The validity of the DH-ENRICA has been assessed against seven 24-h recalls over 1 year. Energy-adjusted Pearson’s correlation coefficients ranged between 0·27 and 0·71 across food groups and nutrients; a moderate correlation was found for legume intake (r 0·35), which is in line with most of the instruments for measuring self-reported diet in population studies(Reference Yuan, Spiegelman and Rimm18). Regarding the reliability of this diet history, the intraclass correlation coefficient between two DH-ENRICA assessments was >0·40 for most foods and nutrients(Reference Guallar-Castillon, Sagardui-Villamor and Balboa-Castillo17).

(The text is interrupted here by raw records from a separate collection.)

//! `wikilift analyze` command implementation.

use std::path::PathBuf;

use clap::Args;

use wikilift_core::ParsedDocument;

use crate::error::CliError;
use crate::output::Output;

/// Arguments for the analyze command.
#[derive(Args)]
pub(crate) struct AnalyzeArgs {
    /// Markdown file to analyze.
    file: PathBuf,
}

impl AnalyzeArgs {
    /// Execute the analyze command: print the document's structural
    /// report as JSON. Purely local; no credentials required.
    pub(crate) fn execute(self, output: &Output) -> Result<(), CliError> {
        let doc = ParsedDocument::from_file(&self.file)?;
        let summary = doc.summary();
        output.data(&serde_json::to_string_pretty(&summary)?);
        Ok(())
    }
}
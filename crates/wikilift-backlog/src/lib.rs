//! Backlog integration for Wikilift.
//!
//! Sync client for the Backlog API v2: wiki page CRUD, space attachment
//! upload, and wiki attachment association. Implements
//! [`wikilift_core::WikiClient`] so the upload orchestrator can drive
//! it directly.

mod client;
mod error;
mod types;

pub use client::BacklogClient;
pub use error::BacklogError;
pub use types::{Attachment, Project, Tag, WikiEntry, WikiPage};
//! Upload orchestrator.
//!
//! Drives one invocation from a discovered batch to a [`BatchResult`]:
//! parse, convert diagram blocks, upload attachments, rewrite content,
//! resolve the page name, and create or update the page. Strictly
//! sequential: files within a batch, blocks within a file, uploads
//! within a file. Batch state is an explicit ordered list of outcomes,
//! which gives continue-on-error and fail-fast from the same loop.

mod progress;
mod result;

pub use progress::{NullProgress, Progress};
pub use result::{BatchItem, BatchResult, FileOutcome, FileReport};

use std::collections::HashMap;
use std::path::{Path, PathBuf};

use tracing::{debug, info, warn};

use crate::document::{DiagramBlock, ParsedDocument};
use crate::mermaid::{DiagramRenderer, MermaidConverter};
use crate::sanitize::strip_pictographs;
use crate::wiki::{AttachmentRef, WikiClient, WikiError};

/// Options for one orchestrator invocation.
#[derive(Debug, Clone)]
pub struct UploadOptions {
    /// Target project key.
    pub project: String,
    /// Explicit page name. Honored only for single-file batches;
    /// ignored with a warning otherwise.
    pub page_name: Option<String>,
    /// Run the full local pipeline but perform no network mutation.
    pub dry_run: bool,
    /// Record per-file failures and keep going instead of aborting the
    /// remaining batch.
    pub continue_on_error: bool,
}

/// Per-file pipeline error.
#[derive(Debug, thiserror::Error)]
pub enum UploadError {
    /// Source file missing or unreadable (including non-UTF-8 input).
    #[error("failed to read {path}: {source}")]
    Read {
        path: PathBuf,
        source: std::io::Error,
    },

    /// Wiki service failure.
    #[error(transparent)]
    Wiki(#[from] WikiError),
}

/// Backlog wiki attachment reference syntax.
fn attachment_link(name: &str) -> String {
    format!("![image][{name}]")
}

/// Sequential batch uploader.
pub struct Uploader<'a, C, R> {
    client: &'a C,
    converter: MermaidConverter<R>,
    options: UploadOptions,
}

impl<'a, C: WikiClient, R: DiagramRenderer> Uploader<'a, C, R> {
    pub fn new(client: &'a C, converter: MermaidConverter<R>, options: UploadOptions) -> Self {
        Self {
            client,
            converter,
            options,
        }
    }

    /// Process a batch in order, returning one outcome per file.
    ///
    /// Authentication failure aborts the remaining batch regardless of
    /// the continue-on-error flag; any other per-file failure aborts
    /// only when continue-on-error is off. The converter's temp
    /// directory is cleaned up before returning.
    pub fn run(&mut self, files: &[PathBuf], progress: &dyn Progress) -> BatchResult {
        let total = files.len();
        let explicit_name = match (&self.options.page_name, total) {
            (Some(name), 0 | 1) => Some(name.clone()),
            (Some(_), _) => {
                let message = format!(
                    "page name ignored: batch has {total} files; each page uses its own derived name"
                );
                warn!("{message}");
                progress.warning(&message);
                None
            }
            (None, _) => None,
        };

        let mut items: Vec<BatchItem> =
            files.iter().cloned().map(BatchItem::pending).collect();
        let mut abort: Option<String> = None;

        for (index, path) in files.iter().enumerate() {
            if let Some(reason) = &abort {
                items[index].outcome = FileOutcome::Skipped(reason.clone());
                continue;
            }

            progress.file_started(index, total, path);
            match self.upload_file(path, explicit_name.as_deref()) {
                Ok(report) => {
                    progress.file_finished(index, total, path, true);
                    items[index].outcome = FileOutcome::Succeeded(report);
                }
                Err(err) => {
                    progress.file_finished(index, total, path, false);
                    let auth_failure = matches!(&err, UploadError::Wiki(WikiError::Auth(_)));
                    items[index].outcome = FileOutcome::Failed(err.to_string());

                    if auth_failure {
                        warn!("authentication failed; aborting remaining batch");
                        abort = Some("batch aborted: authentication failed".to_owned());
                    } else if !self.options.continue_on_error {
                        abort = Some("batch aborted by earlier failure".to_owned());
                    }
                }
            }
        }

        if let Err(err) = self.converter.cleanup() {
            warn!("temp directory cleanup failed: {err}");
        }

        BatchResult { items }
    }

    /// One file through the pipeline: parse, convert, upload, rewrite,
    /// create-or-update, attach.
    fn upload_file(
        &mut self,
        path: &Path,
        page_name_override: Option<&str>,
    ) -> Result<FileReport, UploadError> {
        let doc = ParsedDocument::from_file(path).map_err(|source| UploadError::Read {
            path: path.to_path_buf(),
            source,
        })?;

        let warnings: Vec<String> = doc
            .missing_images()
            .map(|img| format!("local image not found, left unchanged: {}", img.path))
            .collect();

        // Rendered diagram outputs become additional local uploads; a
        // failed block keeps its fence and is reported, not fatal.
        let outcomes = self.converter.convert_all(&doc.diagrams);
        let mut rendered: Vec<(&DiagramBlock, PathBuf)> = Vec::new();
        let mut diagram_failures = Vec::new();
        for (block, outcome) in doc.diagrams.iter().zip(outcomes) {
            match outcome {
                Ok(output) => rendered.push((block, output)),
                Err(failure) => diagram_failures.push(format!("{}: {failure}", block.id)),
            }
        }

        let page_name = resolve_page_name(&doc, page_name_override);

        if self.options.dry_run {
            return Ok(self.plan_file(&doc, &rendered, page_name, diagram_failures, warnings));
        }

        // Upload local images, deduplicated by resolved path: one
        // upload per distinct file, every occurrence rewritten.
        let mut by_path: HashMap<PathBuf, AttachmentRef> = HashMap::new();
        let mut replacements: HashMap<String, String> = HashMap::new();
        let mut attachment_ids: Vec<u64> = Vec::new();
        let mut uploaded: Vec<String> = Vec::new();

        for img in doc.uploadable_images() {
            let Some(resolved) = img.resolved.clone() else {
                continue;
            };
            let attachment = if let Some(existing) = by_path.get(&resolved) {
                existing.clone()
            } else {
                let fresh = self.client.upload_attachment(&resolved)?;
                attachment_ids.push(fresh.id);
                uploaded.push(fresh.name.clone());
                by_path.insert(resolved, fresh.clone());
                fresh
            };
            replacements.insert(img.original_text.clone(), attachment_link(&attachment.name));
        }

        for (block, output) in &rendered {
            let attachment = self.client.upload_attachment(output)?;
            attachment_ids.push(attachment.id);
            uploaded.push(attachment.name.clone());
            replacements.insert(block.original_text.clone(), attachment_link(&attachment.name));
        }

        let rewritten = count_rewrites(&doc, &replacements);
        let content = strip_pictographs(&doc.rewrite(&replacements));

        let (page, created) = match self.client.find_page(&self.options.project, &page_name)? {
            Some(existing) => (self.client.update_page(existing.id, &content)?, false),
            None => {
                let project_id = self.client.project_id(&self.options.project)?;
                let page = self.client.create_page(project_id, &page_name, &content)?;
                (page, true)
            }
        };

        if !attachment_ids.is_empty() {
            self.client.attach_to_page(page.id, &attachment_ids)?;
        }

        info!(
            "{} page '{}' ({} attachment(s))",
            if created { "created" } else { "updated" },
            page_name,
            attachment_ids.len()
        );

        Ok(FileReport {
            path: path.to_path_buf(),
            page_url: self.client.page_url(&self.options.project, &page_name),
            page_name,
            page_id: Some(page.id),
            created: Some(created),
            uploaded,
            rewritten,
            diagrams_rendered: rendered.len(),
            diagram_failures,
            warnings,
            dry_run: false,
        })
    }

    /// Dry-run report: same local pipeline, predicted attachment names,
    /// zero client calls.
    fn plan_file(
        &self,
        doc: &ParsedDocument,
        rendered: &[(&DiagramBlock, PathBuf)],
        page_name: String,
        diagram_failures: Vec<String>,
        warnings: Vec<String>,
    ) -> FileReport {
        let mut seen: Vec<PathBuf> = Vec::new();
        let mut replacements: HashMap<String, String> = HashMap::new();
        let mut uploaded: Vec<String> = Vec::new();

        for img in doc.uploadable_images() {
            let Some(resolved) = img.resolved.clone() else {
                continue;
            };
            let name = file_name(&resolved);
            if !seen.contains(&resolved) {
                seen.push(resolved);
                uploaded.push(name.clone());
            }
            replacements.insert(img.original_text.clone(), attachment_link(&name));
        }
        for (block, output) in rendered {
            let name = file_name(output);
            uploaded.push(name.clone());
            replacements.insert(block.original_text.clone(), attachment_link(&name));
        }

        // Exercise the rewrite exactly as a live run would.
        let rewritten = count_rewrites(doc, &replacements);
        let content = strip_pictographs(&doc.rewrite(&replacements));
        debug!(
            "dry-run content for {}: {} bytes, {} occurrence(s) rewritten",
            doc.path.display(),
            content.len(),
            rewritten
        );

        FileReport {
            path: doc.path.clone(),
            page_name,
            page_id: None,
            created: None,
            page_url: None,
            uploaded,
            rewritten,
            diagrams_rendered: rendered.len(),
            diagram_failures,
            warnings,
            dry_run: true,
        }
    }
}

/// Page name precedence: explicit argument, extracted title, file stem.
fn resolve_page_name(doc: &ParsedDocument, explicit: Option<&str>) -> String {
    if let Some(name) = explicit {
        return name.to_owned();
    }
    if let Some(title) = &doc.title {
        return title.clone();
    }
    doc.path
        .file_stem()
        .map_or_else(|| "untitled".to_owned(), |s| s.to_string_lossy().into_owned())
}

/// Occurrences that have a replacement mapping.
fn count_rewrites(doc: &ParsedDocument, replacements: &HashMap<String, String>) -> usize {
    doc.images
        .iter()
        .filter(|img| replacements.contains_key(&img.original_text))
        .count()
        + doc
            .diagrams
            .iter()
            .filter(|block| replacements.contains_key(&block.original_text))
            .count()
}

fn file_name(path: &Path) -> String {
    path.file_name()
        .map_or_else(String::new, |n| n.to_string_lossy().into_owned())
}
#[cfg(test)]
mod tests {
    use super::*;
    use crate::document::ParsedDocument;

    /// Renderer that writes a marker file, or fails per its mode.
    struct FakeRenderer {
        mode: FakeMode,
    }

    enum FakeMode {
        Succeed,
        ExitNonZero,
        TimeoutOn(&'static str),
        NoOutput,
    }

    impl DiagramRenderer for FakeRenderer {
        fn render(
            &self,
            input: &Path,
            output: &Path,
            options: &RenderOptions,
        ) -> Result<(), RenderFailure> {
            let source = std::fs::read_to_string(input).unwrap();
            match &self.mode {
                FakeMode::Succeed => {
                    std::fs::write(output, b"image").unwrap();
                    Ok(())
                }
                FakeMode::ExitNonZero => Err(RenderFailure::ExitStatus {
                    status: failing_status(),
                    stderr: "syntax error".to_owned(),
                }),
                FakeMode::TimeoutOn(needle) => {
                    if source.contains(needle) {
                        Err(RenderFailure::Timeout(options.timeout))
                    } else {
                        std::fs::write(output, b"image").unwrap();
                        Ok(())
                    }
                }
                FakeMode::NoOutput => Ok(()),
            }
        }
    }

    fn failing_status() -> ExitStatus {
        Command::new("sh")
            .args(["-c", "exit 1"])
            .status()
            .unwrap()
    }

    fn blocks(markdown: &str) -> Vec<DiagramBlock> {
        ParsedDocument::parse(markdown, Path::new("doc.md")).diagrams
    }

    #[test]
    fn test_convert_success_removes_input_file() {
        let blocks = blocks("```mermaid\ngraph TD\n```\n");
        let mut converter = MermaidConverter::new(
            FakeRenderer {
                mode: FakeMode::Succeed,
            },
            RenderOptions::default(),
        );

        let output = converter.convert(&blocks[0]).unwrap();
        assert!(output.exists());
        assert_eq!(output.extension().unwrap(), "png");
        assert!(!output.with_extension("mmd").exists());

        converter.cleanup().unwrap();
        assert!(!output.exists());
    }

    #[test]
    fn test_convert_missing_output_classified() {
        let blocks = blocks("```mermaid\ngraph TD\n```\n");
        let mut converter = MermaidConverter::new(
            FakeRenderer {
                mode: FakeMode::NoOutput,
            },
            RenderOptions::default(),
        );

        let err = converter.convert(&blocks[0]).unwrap_err();
        assert!(matches!(err, RenderFailure::MissingOutput));
        converter.cleanup().unwrap();
    }

    #[test]
    fn test_convert_all_partial_failure_preserves_order() {
        let blocks = blocks(
            "```mermaid\ngraph A\n```\n\n```mermaid\nSLOW graph\n```\n\n```mermaid\ngraph C\n```\n",
        );
        let mut converter = MermaidConverter::new(
            FakeRenderer {
                mode: FakeMode::TimeoutOn("SLOW"),
            },
            RenderOptions::default(),
        );

        let results = converter.convert_all(&blocks);
        assert_eq!(results.len(), 3);
        assert!(results[0].is_ok());
        assert!(matches!(results[1], Err(RenderFailure::Timeout(_))));
        assert!(results[2].is_ok());
        converter.cleanup().unwrap();
    }

    #[test]
    fn test_failed_render_still_removes_input() {
        let blocks = blocks("```mermaid\ngraph TD\n```\n");
        let mut converter = MermaidConverter::new(
            FakeRenderer {
                mode: FakeMode::ExitNonZero,
            },
            RenderOptions::default(),
        );

        let err = converter.convert(&blocks[0]).unwrap_err();
        assert!(matches!(err, RenderFailure::ExitStatus { .. }));
        converter.cleanup().unwrap();
    }

    #[test]
    fn test_cleanup_idempotent() {
        let mut converter = MermaidConverter::new(
            FakeRenderer {
                mode: FakeMode::Succeed,
            },
            RenderOptions::default(),
        );

        // Never ran a conversion; nothing to remove.
        converter.cleanup().unwrap();
        converter.cleanup().unwrap();

        let blocks = blocks("```mermaid\ngraph TD\n```\n");
        converter.convert(&blocks[0]).unwrap();
        converter.cleanup().unwrap();
        converter.cleanup().unwrap();
    }

    #[test]
    fn test_explicit_output_dir_survives_cleanup() {
        let dir = tempfile::tempdir().unwrap();
        let out_dir = dir.path().join("rendered");
        let blocks = blocks("```mermaid\ngraph TD\n```\n");
        let mut converter = MermaidConverter::with_output_dir(
            FakeRenderer {
                mode: FakeMode::Succeed,
            },
            RenderOptions::default(),
            out_dir.clone(),
        );

        let output = converter.convert(&blocks[0]).unwrap();
        assert!(output.starts_with(&out_dir));

        converter.cleanup().unwrap();
        assert!(output.exists());
    }

    #[test]
    fn test_missing_renderer_is_fatal_at_construction() {
        let err = MmdcRenderer::with_program("wikilift-no-such-renderer").unwrap_err();
        assert!(matches!(err, ConvertError::RendererMissing));
    }

    #[cfg(unix)]
    #[test]
    fn test_wait_with_timeout_expires() {
        let mut child = Command::new("sh")
            .args(["-c", "sleep 5"])
            .stdout(Stdio::null())
            .spawn()
            .unwrap();

        let waited = wait_with_timeout(&mut child, Duration::from_millis(100)).unwrap();
        assert!(waited.is_none());
        let _ = child.kill();
        let _ = child.wait();
    }

    #[cfg(unix)]
    #[test]
    fn test_wait_with_timeout_reports_exit() {
        let mut child = Command::new("sh")
            .args(["-c", "exit 3"])
            .spawn()
            .unwrap();

        let status = wait_with_timeout(&mut child, Duration::from_secs(5))
            .unwrap()
            .expect("process should exit");
        assert_eq!(status.code(), Some(3));
    }

    #[test]
    fn test_format_parsing() {
        assert_eq!(DiagramFormat::parse("png"), Some(DiagramFormat::Png));
        assert_eq!(DiagramFormat::parse("svg"), Some(DiagramFormat::Svg));
        assert_eq!(DiagramFormat::parse("webp"), None);
        assert_eq!(DiagramFormat::Svg.extension(), "svg");
        assert_eq!(DiagramFormat::Png.content_type(), "image/png");
    }
}
impl ExamScheduler {
    /// Creates a scheduler with the default strategy set.
    pub fn new() -> Self {
        Self {
            strategies: vec![
                Box::new(strategies::ConflictDegree),
                Box::new(strategies::EnrollmentSize),
                Box::new(strategies::ExamDuration),
            ],
        }
    }

    /// Creates a scheduler trialing the given strategies, in order.
    ///
    /// With an empty list, courses are scheduled in input order.
    pub fn with_strategies(strategies: Vec<Box<dyn OrderingStrategy>>) -> Self {
        Self { strategies }
    }

    /// Runs one full scheduling pass over the inclusive date range.
    ///
    /// An end date before the start date yields an immediate result with
    /// every course unscheduled as `NoAvailableSlots`; Phase 1 is never
    /// entered.
    #[allow(clippy::too_many_arguments)]
    pub fn schedule(
        &self,
        students: Vec<Student>,
        courses: Vec<Course>,
        classrooms: Vec<Classroom>,
        enrollments: &[Enrollment],
        config: &ExamConfig,
        start_date: NaiveDate,
        end_date: NaiveDate,
    ) -> ScheduleResult {
        let mut roster = Roster::new(students, courses);
        roster.apply_enrollments(enrollments);
        roster.apply_durations(config);

        let days = day_range(start_date, end_date);
        if days.is_empty() {
            let unscheduled: Vec<usize> = (0..roster.course_count()).collect();
            let failure_reasons = unscheduled
                .iter()
                .map(|&course| (course, SchedulingFailureReason::NoAvailableSlots))
                .collect();
            return ScheduleResult {
                roster,
                classrooms,
                schedule: BTreeMap::new(),
                unscheduled_courses: unscheduled,
                failure_reasons,
            };
        }

        let ctx = OrderingContext::from_roster(&roster);

        // Trial-run each strategy through Phase 1 alone; the strict
        // comparison keeps the earliest strategy on ties.
        let mut best: Option<(usize, usize)> = None;
        for (idx, strategy) in self.strategies.iter().enumerate() {
            let order = sort_indices(&roster, &ctx, strategy.as_ref());
            let outcome = phase1::assign_time_slots(&roster, &classrooms, config, &order, &days);
            let placed = outcome.slotted.len();
            debug!(strategy = strategy.name(), placed, "trial run scored");
            if best.map_or(true, |(_, best_placed)| placed > best_placed) {
                best = Some((idx, placed));
            }
        }

        // Re-run the winner through Phase 1, then materialize.
        let order = match best {
            Some((idx, _)) => {
                let winner = &self.strategies[idx];
                debug!(strategy = winner.name(), "ordering strategy selected");
                sort_indices(&roster, &ctx, winner.as_ref())
            }
            None => (0..roster.course_count()).collect(),
        };
        let outcome = phase1::assign_time_slots(&roster, &classrooms, config, &order, &days);

        let mut ids = phase2::IdGen::new();
        let placed = phase2::assign_classrooms(
            &roster,
            &classrooms,
            config,
            &outcome.slotted,
            &days,
            &mut ids,
        );

        let mut schedule: BTreeMap<NaiveDate, Vec<ExamSession>> = BTreeMap::new();
        for session in placed.sessions {
            schedule.entry(session.date()).or_default().push(session);
        }
        for day in schedule.values_mut() {
            day.sort_by_key(|session| (session.start, session.id));
        }

        let mut failure_reasons = outcome.failures;
        failure_reasons.extend(placed.failures);
        let unscheduled_courses: Vec<usize> = failure_reasons.keys().copied().collect();

        ScheduleResult {
            roster,
            classrooms,
            schedule,
            unscheduled_courses,
            failure_reasons,
        }
    }
}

Unhealthy ageing was assessed with a health deficit accumulation index (DAI) that includes fifty-two items representing deficits in the following four domains: physical and cognitive function (twenty-two items), self-reported health and vitality (seven items), mental health (six items) and morbidities and use of health services (seventeen items). Most deficits in the DAI were assessed dichotomously (0 points for no deficit and 1 point for any degree of the deficit), except for cognitive function, self-rated health, vitality, mental health, BMI and use of outpatient health care, which were scored according to severity (0 points for no deficit, 0·25 to 0·75 points for mild-to-moderate deficit and 1 point for severe deficit). The overall DAI score was calculated as the total sum of points assigned to each health deficit divided by the number of deficits considered, and further multiplied by 100 to obtain a range from 0 to 100; a higher score indicates worse health. A detailed description of this index has been reported previously(Reference Rodríguez-Sánchez, García-Esquinas and Mesas19,Reference García-Esquinas, Ortolá and Prina20) .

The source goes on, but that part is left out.